↓↓↓

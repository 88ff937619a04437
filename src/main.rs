//! skiff command-line entry point.

mod cli;

use clap::Parser;
use cli::{Cli, Command};
use skiff_sftp::{
    cancel_transfer, DownloadRequest, SftpClient, SftpClientConfig, SftpError, TransferCallbacks,
    TransferReport, UploadRequest,
};
use std::process::ExitCode;
use tokio::sync::oneshot;
use tokio::task::JoinHandle;
use tracing::{error, info, warn};
use tracing_subscriber::EnvFilter;

fn init_tracing() {
    let filter = EnvFilter::try_from_default_env().unwrap_or_else(|_| EnvFilter::new("info"));
    let builder = tracing_subscriber::fmt()
        .with_env_filter(filter)
        .with_writer(std::io::stderr);
    #[cfg(feature = "logs-json")]
    builder.json().init();
    #[cfg(not(feature = "logs-json"))]
    builder.init();
}

#[tokio::main]
async fn main() -> ExitCode {
    let cli = Cli::parse();
    init_tracing();

    match run(cli.command).await {
        Ok(()) => ExitCode::SUCCESS,
        Err(e) => {
            error!(error = %e, "skiff failed");
            ExitCode::FAILURE
        }
    }
}

async fn run(command: Command) -> Result<(), String> {
    match command {
        Command::Probe(args) => {
            let timeout = args.timeout();
            let report = tokio::task::spawn_blocking(move || {
                skiff_core::probe(&args.host, args.port, timeout)
            })
            .await
            .map_err(|e| format!("probe task failed: {}", e))?;
            let json = serde_json::to_string_pretty(&report).map_err(|e| e.to_string())?;
            println!("{}", json);
            if report.passed() {
                Ok(())
            } else {
                Err(report.summary)
            }
        }
        Command::Download(args) => {
            let client = client_from(&args.config)?;
            let request = DownloadRequest {
                remote_path: args.remote_path,
                expected_digest: args.expected_digest,
            };
            let (callbacks, outcome) = reporting_callbacks();
            let (id, handle) = client.spawn_download(request, callbacks);
            let report = wait_for(id, handle, outcome).await?;
            println!(
                "downloaded {} bytes to {}",
                report.bytes_transferred,
                report.local_path.unwrap_or_default()
            );
            Ok(())
        }
        Command::Upload(args) => {
            let client = client_from(&args.config)?;
            let request =
                UploadRequest::from_file(&args.local_file, args.remote_dir, args.remote_name)
                    .map_err(|e| e.to_string())?;
            let (callbacks, outcome) = reporting_callbacks();
            let (id, handle) = client.spawn_upload(request, callbacks);
            let report = wait_for(id, handle, outcome).await?;
            println!(
                "uploaded {} bytes to {}",
                report.bytes_transferred, report.remote_path
            );
            Ok(())
        }
    }
}

fn client_from(path: &str) -> Result<SftpClient, String> {
    let config = SftpClientConfig::load(path).map_err(|e| e.to_string())?;
    info!(path, port = config.port, "configuration loaded");
    SftpClient::new(config).map_err(|e| e.to_string())
}

type Outcome = oneshot::Receiver<Result<TransferReport, SftpError>>;

/// Callbacks that log progress in 10% steps and forward the terminal result.
fn reporting_callbacks() -> (TransferCallbacks, Outcome) {
    let (tx, rx) = oneshot::channel();
    let tx = std::sync::Arc::new(std::sync::Mutex::new(Some(tx)));
    let tx_fail = tx.clone();
    let mut last_step = None;

    let callbacks = TransferCallbacks::new(
        move |report| {
            if let Some(tx) = tx.lock().ok().and_then(|mut t| t.take()) {
                let _ = tx.send(Ok(report));
            }
        },
        move |err| {
            if let Some(tx) = tx_fail.lock().ok().and_then(|mut t| t.take()) {
                let _ = tx.send(Err(err));
            }
        },
    )
    .with_progress(move |done, total| {
        let step = if total == 0 { 10 } else { done * 10 / total };
        if last_step != Some(step) {
            last_step = Some(step);
            info!(done, total, "{}%", step * 10);
        }
    });
    (callbacks, rx)
}

/// Wait for a spawned transfer, cancelling it on Ctrl-C.
async fn wait_for(
    id: String,
    handle: JoinHandle<()>,
    outcome: Outcome,
) -> Result<TransferReport, String> {
    let cancel_id = id.clone();
    let interrupt = tokio::spawn(async move {
        if tokio::signal::ctrl_c().await.is_ok() {
            warn!(transfer_id = %cancel_id, "interrupted, cancelling transfer");
            let _ = cancel_transfer(&cancel_id);
        }
    });

    let joined = handle.await;
    interrupt.abort();
    joined.map_err(|e| format!("transfer {} panicked: {}", id, e))?;

    match outcome.await {
        Ok(Ok(report)) => Ok(report),
        Ok(Err(e)) => Err(format!("{} ({})", e.reason(), e.message)),
        Err(_) => Err(format!("transfer {} ended without a result", id)),
    }
}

↑↑↑

## Exercise prompt
Copy each entry above exactly, character for character.

## Output of the exercise
repository 88ff937619a04437
filename src/main.rs
//! skiff command-line entry point.

mod cli;

use clap::Parser;
use cli::{Cli, Command};
use skiff_sftp::{
    cancel_transfer, DownloadRequest, SftpClient, SftpClientConfig, SftpError, TransferCallbacks,
    TransferReport, UploadRequest,
};
use std::process::ExitCode;
use tokio::sync::oneshot;
use tokio::task::JoinHandle;
use tracing::{error, info, warn};
use tracing_subscriber::EnvFilter;

fn init_tracing() {
    let filter = EnvFilter::try_from_default_env().unwrap_or_else(|_| EnvFilter::new("info"));
    let builder = tracing_subscriber::fmt()
        .with_env_filter(filter)
        .with_writer(std::io::stderr);
    #[cfg(feature = "logs-json")]
    builder.json().init();
    #[cfg(not(feature = "logs-json"))]
    builder.init();
}

#[tokio::main]
async fn main() -> ExitCode {
    let cli = Cli::parse();
    init_tracing();

    match run(cli.command).await {
        Ok(()) => ExitCode::SUCCESS,
        Err(e) => {
            error!(error = %e, "skiff failed");
            ExitCode::FAILURE
        }
    }
}

async fn run(command: Command) -> Result<(), String> {
    match command {
        Command::Probe(args) => {
            let timeout = args.timeout();
            let report = tokio::task::spawn_blocking(move || {
                skiff_core::probe(&args.host, args.port, timeout)
            })
            .await
            .map_err(|e| format!("probe task failed: {}", e))?;
            let json = serde_json::to_string_pretty(&report).map_err(|e| e.to_string())?;
            println!("{}", json);
            if report.passed() {
                Ok(())
            } else {
                Err(report.summary)
            }
        }
        Command::Download(args) => {
            let client = client_from(&args.config)?;
            let request = DownloadRequest {
                remote_path: args.remote_path,
                expected_digest: args.expected_digest,
            };
            let (callbacks, outcome) = reporting_callbacks();
            let (id, handle) = client.spawn_download(request, callbacks);
            let report = wait_for(id, handle, outcome).await?;
            println!(
                "downloaded {} bytes to {}",
                report.bytes_transferred,
                report.local_path.unwrap_or_default()
            );
            Ok(())
        }
        Command::Upload(args) => {
            let client = client_from(&args.config)?;
            let request =
                UploadRequest::from_file(&args.local_file, args.remote_dir, args.remote_name)
                    .map_err(|e| e.to_string())?;
            let (callbacks, outcome) = reporting_callbacks();
            let (id, handle) = client.spawn_upload(request, callbacks);
            let report = wait_for(id, handle, outcome).await?;
            println!(
                "uploaded {} bytes to {}",
                report.bytes_transferred, report.remote_path
            );
            Ok(())
        }
    }
}

fn client_from(path: &str) -> Result<SftpClient, String> {
    let config = SftpClientConfig::load(path).map_err(|e| e.to_string())?;
    info!(path, port = config.port, "configuration loaded");
    SftpClient::new(config).map_err(|e| e.to_string())
}

type Outcome = oneshot::Receiver<Result<TransferReport, SftpError>>;

/// Callbacks that log progress in 10% steps and forward the terminal result.
fn reporting_callbacks() -> (TransferCallbacks, Outcome) {
    let (tx, rx) = oneshot::channel();
    let tx = std::sync::Arc::new(std::sync::Mutex::new(Some(tx)));
    let tx_fail = tx.clone();
    let mut last_step = None;

    let callbacks = TransferCallbacks::new(
        move |report| {
            if let Some(tx) = tx.lock().ok().and_then(|mut t| t.take()) {
                let _ = tx.send(Ok(report));
            }
        },
        move |err| {
            if let Some(tx) = tx_fail.lock().ok().and_then(|mut t| t.take()) {
                let _ = tx.send(Err(err));
            }
        },
    )
    .with_progress(move |done, total| {
        let step = if total == 0 { 10 } else { done * 10 / total };
        if last_step != Some(step) {
            last_step = Some(step);
            info!(done, total, "{}%", step * 10);
        }
    });
    (callbacks, rx)
}

/// Wait for a spawned transfer, cancelling it on Ctrl-C.
async fn wait_for(
    id: String,
    handle: JoinHandle<()>,
    outcome: Outcome,
) -> Result<TransferReport, String> {
    let cancel_id = id.clone();
    let interrupt = tokio::spawn(async move {
        if tokio::signal::ctrl_c().await.is_ok() {
            warn!(transfer_id = %cancel_id, "interrupted, cancelling transfer");
            let _ = cancel_transfer(&cancel_id);
        }
    });

    let joined = handle.await;
    interrupt.abort();
    joined.map_err(|e| format!("transfer {} panicked: {}", id, e))?;

    match outcome.await {
        Ok(Ok(report)) => Ok(report),
        Ok(Err(e)) => Err(format!("{} ({})", e.reason(), e.message)),
        Err(_) => Err(format!("transfer {} ended without a result", id)),
    }
}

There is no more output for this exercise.